Highlights & Insights¶
- The novel use of classifier weights as "proxies" to unify the handling of both external and internal heterogeneity avoids the privacy leakage risks inherent in prototype-based methods.
- The indecisive category set is an elegant design—rather than hard-coding a single pseudo-label, it preserves uncertainty and allows contrastive learning to handle ambiguity naturally.
- The server-side tuning overhead of the GPT module is minimal (roughly equivalent to a single image inference), making it highly practical.
Limitations & Future Work¶
- Validation is limited to image classification; extension to more complex tasks such as detection and segmentation remains unexplored.
- Experiments cover only the Labels-at-All-Clients scenario; other FSSL settings such as Labels-at-Partial-Clients are not addressed.
- The prior distribution \(\mathcal{P}_{\mathcal{G}}'\) for the indecisive category set accumulates across global communication rounds and may be unstable in early rounds.

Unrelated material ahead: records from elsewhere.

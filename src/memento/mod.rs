//! Reversible records of single mutations.
//!
//! A [`Memento`] is captured before the mutation it guards and holds only the
//! state needed to put things back. [`Memento::restore`] consumes it, applies
//! that state to the surface and returns a new memento describing what it
//! just replaced, so redo is the undo of the undo. Mementos refer to
//! containers by id; a container that was removed and re-added is found again
//! under the same id.

mod history;

use egui::{Pos2, Vec2};
use image::RgbaImage;
use log::debug;

use crate::element::{ContainerId, DrawableContainer, DrawableContainerList, Geometry};
use crate::error::{EditorError, EditorResult};
use crate::field::{FieldKey, FieldOwner, FieldValue};
use crate::filter::Filter;
use crate::geometry::Matrix;
use crate::surface::Surface;

pub use history::UndoHistory;

/// Location and size of one container at capture time.
#[derive(Debug, Clone, Copy, PartialEq)]
pub struct BoundsSnapshot {
    pub id: ContainerId,
    pub location: Pos2,
    pub size: Vec2,
}

impl BoundsSnapshot {
    pub fn capture(container: &DrawableContainer) -> Self {
        Self { id: container.id(), location: container.location(), size: container.size() }
    }
}

/// A container taken out of the list, with the index it had.
#[derive(Debug, Clone)]
pub struct RemovedContainer {
    pub index: usize,
    pub container: DrawableContainer,
}

#[derive(Debug, Clone)]
pub enum Memento {
    /// Old bounds of one or more containers
    Bounds { bounds: Vec<BoundsSnapshot> },
    /// Old value of one field. Changing the prepared filter also rebuilds the
    /// owner's filters, so that change keeps the old filter list as well.
    Field {
        owner: FieldOwner,
        key: FieldKey,
        value: FieldValue,
        filters: Option<Vec<Filter>>,
    },
    Text { container: ContainerId, text: String },
    Target { container: ContainerId, target: Pos2 },
    /// Containers that were added; restoring removes them again
    AddElements { ids: Vec<ContainerId> },
    /// Containers that were removed, in removal order; restoring re-inserts them
    DeleteElements { removed: Vec<RemovedContainer> },
    /// Old filter list of one container
    Filters { container: ContainerId, filters: Vec<Filter> },
    /// Old background plus the matrix that maps containers back onto it.
    /// The exact old placements are kept too, so repeated round trips never drift.
    Background {
        image: RgbaImage,
        matrix: Matrix,
        inverse: Matrix,
        geometry: Vec<(ContainerId, Geometry)>,
    },
}

impl Memento {
    /// Old bounds of every container in `ids`, in that order.
    pub fn bounds_of(elements: &DrawableContainerList, ids: &[ContainerId]) -> EditorResult<Self> {
        let bounds = ids
            .iter()
            .map(|id| elements.get(*id).map(BoundsSnapshot::capture).ok_or(EditorError::UnknownContainer(*id)))
            .collect::<EditorResult<Vec<_>>>()?;
        Ok(Memento::Bounds { bounds })
    }

    pub fn name(&self) -> &'static str {
        match self {
            Memento::Bounds { .. } => "bounds",
            Memento::Field { .. } => "field",
            Memento::Text { .. } => "text",
            Memento::Target { .. } => "target",
            Memento::AddElements { .. } => "add elements",
            Memento::DeleteElements { .. } => "delete elements",
            Memento::Filters { .. } => "filters",
            Memento::Background { .. } => "background",
        }
    }

    /// Whether `other`, recorded right after this one, continues the same edit.
    ///
    /// A `true` answer means the history keeps `self` (the oldest state of the
    /// run) and drops `other`, so one undo reverts the whole drag or edit.
    pub fn merge(&self, other: &Memento) -> bool {
        match (self, other) {
            (Memento::Bounds { bounds: mine }, Memento::Bounds { bounds: theirs }) => {
                let mine: Vec<_> = mine.iter().map(|b| b.id).collect();
                let theirs: Vec<_> = theirs.iter().map(|b| b.id).collect();
                DrawableContainerList::same_containers(&mine, &theirs)
            }
            (Memento::Field { owner, key, .. }, Memento::Field { owner: other_owner, key: other_key, .. }) => {
                owner == other_owner && key == other_key
            }
            (Memento::Text { container, .. }, Memento::Text { container: other, .. })
            | (Memento::Target { container, .. }, Memento::Target { container: other, .. }) => container == other,
            _ => false,
        }
    }

    /// Fail with the error [`Memento::restore`] would hit, without touching the surface.
    ///
    /// A restore that gets past this check changes every container it names,
    /// so a failing memento never leaves a half-restored surface behind.
    pub fn check(&self, surface: &Surface) -> EditorResult<()> {
        let elements = surface.elements();
        let present = |id: ContainerId| {
            if elements.contains(id) { Ok(()) } else { Err(EditorError::UnknownContainer(id)) }
        };
        match self {
            Memento::Bounds { bounds } => bounds.iter().try_for_each(|snapshot| present(snapshot.id)),
            Memento::Field { owner, key, .. } => {
                let fields = surface.field_set(*owner)?;
                fields.key(key.field_type).map(|_| ()).ok_or(EditorError::UnknownField(key.field_type))
            }
            Memento::Text { container, .. } => match elements.get(*container) {
                Some(c) if c.text().is_some() => Ok(()),
                Some(_) => Err(EditorError::NoText(*container)),
                None => Err(EditorError::UnknownContainer(*container)),
            },
            Memento::Target { container, .. } => match elements.get(*container) {
                Some(c) if c.target().is_some() => Ok(()),
                Some(_) => Err(EditorError::NoTarget(*container)),
                None => Err(EditorError::UnknownContainer(*container)),
            },
            Memento::AddElements { ids } => ids.iter().try_for_each(|id| present(*id)),
            Memento::DeleteElements { removed } => removed.iter().try_for_each(|r| {
                let id = r.container.id();
                if elements.contains(id) { Err(EditorError::DuplicateContainer(id)) } else { Ok(()) }
            }),
            Memento::Filters { container, .. } => present(*container),
            Memento::Background { .. } => Ok(()),
        }
    }

    /// Put the captured state back and return the memento that undoes this restore.
    ///
    /// Every touched container is invalidated before and after the change and
    /// the surface is marked modified.
    pub fn restore(self, surface: &mut Surface) -> EditorResult<Memento> {
        debug!("restoring {} memento", self.name());
        let inverse = match self {
            Memento::Bounds { bounds } => {
                let mut replaced = Vec::with_capacity(bounds.len());
                for snapshot in bounds {
                    let current = surface.with_container(snapshot.id, |container| {
                        let current = BoundsSnapshot::capture(container);
                        container.set_location_size(snapshot.location, snapshot.size);
                        current
                    })?;
                    replaced.push(current);
                }
                Memento::Bounds { bounds: replaced }
            }
            Memento::Field { owner, key, value, filters } => {
                let value = surface.write_field(owner, key.field_type, value)?;
                let filters = match filters {
                    Some(filters) => Some(surface.with_container(owner.container(), |c| c.replace_filters(filters))?),
                    None => None,
                };
                Memento::Field { owner, key, value, filters }
            }
            Memento::Text { container, text } => {
                let text = surface
                    .with_container(container, |c| c.set_text(text))?
                    .ok_or(EditorError::NoText(container))?;
                Memento::Text { container, text }
            }
            Memento::Target { container, target } => {
                let target = surface
                    .with_container(container, |c| c.set_target(target))?
                    .ok_or(EditorError::NoTarget(container))?;
                Memento::Target { container, target }
            }
            Memento::AddElements { ids } => {
                let mut removed = Vec::with_capacity(ids.len());
                for id in ids {
                    let (index, container) = surface.take_container(id)?;
                    removed.push(RemovedContainer { index, container });
                }
                Memento::DeleteElements { removed }
            }
            Memento::DeleteElements { removed } => {
                let ids: Vec<ContainerId> = removed.iter().map(|r| r.container.id()).collect();
                for RemovedContainer { index, container } in removed.into_iter().rev() {
                    surface.put_container(index, container)?;
                }
                Memento::AddElements { ids }
            }
            Memento::Filters { container, filters } => {
                let filters = surface.with_container(container, |c| c.replace_filters(filters))?;
                Memento::Filters { container, filters }
            }
            Memento::Background { image, matrix, inverse, geometry } => {
                let (image, geometry) = surface.replace_background(image, &matrix, &geometry);
                Memento::Background { image, matrix: inverse, inverse: matrix, geometry }
            }
        };
        surface.mark_modified();
        Ok(inverse)
    }
}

- The number of clients is fixed at 20; scalability to larger-scale federated settings is not investigated.
Related Work & Insights¶
- FedDure / SAGE: Current FSSL state of the art; ProxyFL builds upon these by introducing a proxy mechanism.
- FedProto: Represents class distributions via prototypes but carries privacy leakage risks, as features can be reconstructed via inversion.
- FixMatch: A standard SSL baseline whose high-confidence filtering strategy leads to data waste in FSSL settings.
- Proxy learning has established applications in metric learning; this work is the first to introduce it into FSSL for addressing heterogeneity.
Rating¶
- Novelty: ⭐⭐⭐⭐ (Unified proxy framework addressing both internal and external heterogeneity with conceptual clarity)
- Experimental Thoroughness: ⭐⭐⭐⭐⭐ (4 datasets × 3 heterogeneity levels with comprehensive ablations)
- Writing Quality: ⭐⭐⭐⭐ (Clear problem–observation–solution derivation logic)
- Value: ⭐⭐⭐⭐ (Substantive contribution to the FSSL field)